学んだ知識をすぐに現場で生かせる「実学」の場。
「まず、講師陣は当社の従業員。各ホテルの支配人やマネージャーといった経験豊富なプロが、実体験を交えて現場に直結することを伝えています。机上でフロント業務やレストランサービスを学び、例えば座席の配置を覚えたら、すぐ隣の『新苫小牧プリンスホテル「和〜なごみ〜」』のレストランで実践の場を設けられるのも成長が早まるポイントです」
まさに実学という言葉がピッタリです。他にも、「日本の宿おもてなし検定(初級)」や「サービス接遇検定(3級)」、「観光英語検定(3級)」を必修資格とし、任意で中国語や韓国語の検定資格も取得できます。
「学院生は、そもそもホテル業界を目指している意識の高い若者ばかり。吸収力や伸び幅には目を見張るものがあります。先日も夏季就労としてグループホテルで3週間の研修を行い、学院生の生き生きとした表情に手応えを感じました」
グループワーク中の学院生に話を聞くと、「講師の方は先生というより上司なのでいつも姿勢を正しています。毎日が小テストのようです」「実技では注意を受けることもありますが、現場で必要な技術が学べて良い経験になりました」と瞳を輝かせていました。
人を育てずして、観光業界に未来はない!
「専門学校とは違い調理師免許は取得できませんが、社員として2年間の実務経験を積んだと見なされるため、卒業時には受験資格が得られるんです。

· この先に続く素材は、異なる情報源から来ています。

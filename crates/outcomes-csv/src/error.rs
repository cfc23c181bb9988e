//! Error types for the outcomes CSV validator.
//!
//! The `Display` text of every variant is the message shown to the person who
//! uploaded the file.

use thiserror::Error;

#[derive(Debug, Error)]
pub enum Error {
  #[error("Could not decode CSV file with any supported encoding")]
  Undecodable,

  #[error("File is empty")]
  Empty,

  #[error("Could not read CSV header")]
  MissingHeader,

  #[error("CSV must contain exactly two columns: 'Patient ID' and 'Outcome'")]
  ColumnCount { found: usize },

  #[error("Missing required columns: {}", .0.join(", "))]
  MissingColumns(Vec<&'static str>),

  #[error("Row {row} has incorrect number of columns")]
  RowWidth { row: usize, expected: usize, found: usize },

  #[error("Row {row}: '{field}' cannot be empty")]
  EmptyField { row: usize, field: &'static str },

  #[error("unknown encoding label: {0:?}")]
  UnknownEncoding(String),

  #[error("Error validating CSV: {0}")]
  Csv(#[from] csv::Error),

  #[error("Error validating CSV: {0}")]
  Io(#[from] std::io::Error),
}

impl Error {
  /// `true` when the file itself is at fault: it could not be decoded or is
  /// malformed. Reader and I/O failures return `false`.
  pub fn is_file_fault(&self) -> bool {
    matches!(
      self,
      Self::Undecodable
        | Self::Empty
        | Self::MissingHeader
        | Self::ColumnCount { .. }
        | Self::MissingColumns(_)
        | Self::RowWidth { .. }
        | Self::EmptyField { .. }
    )
  }

  /// The 1-based row a structural failure points at, header = row 1.
  pub fn row(&self) -> Option<usize> {
    match self {
      Self::RowWidth { row, .. } | Self::EmptyField { row, .. } => Some(*row),
      Self::ColumnCount { .. } | Self::MissingColumns(_) => Some(1),
      _ => None,
    }
  }
}

pub type Result<T, E = Error> = std::result::Result<T, E>;

#[cfg(test)]
mod tests {
  use super::*;

  #[test]
  fn file_faults_carry_their_row() {
    let err = Error::RowWidth { row: 4, expected: 2, found: 0 };
    assert!(err.is_file_fault());
    assert_eq!(err.row(), Some(4));
    assert!(Error::Undecodable.is_file_fault());
    assert_eq!(Error::MissingHeader.row(), None);
  }

  #[test]
  fn io_failure_is_not_a_file_fault() {
    let err = Error::from(std::io::Error::other("disk gone"));
    assert!(!err.is_file_fault());
    assert_eq!(err.to_string(), "Error validating CSV: disk gone");
  }
}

もちろん、試験対策講座も開いてバックアップします」
開校から約半年。学院は特に高校の教員に高く評価され、経済的な理由から大学や専門学校に進学できない家庭にとっても新たな選択肢として評判です。最後に気になることを質問。卒業後は必ず野口観光グループに残らなければならないのでしょうか。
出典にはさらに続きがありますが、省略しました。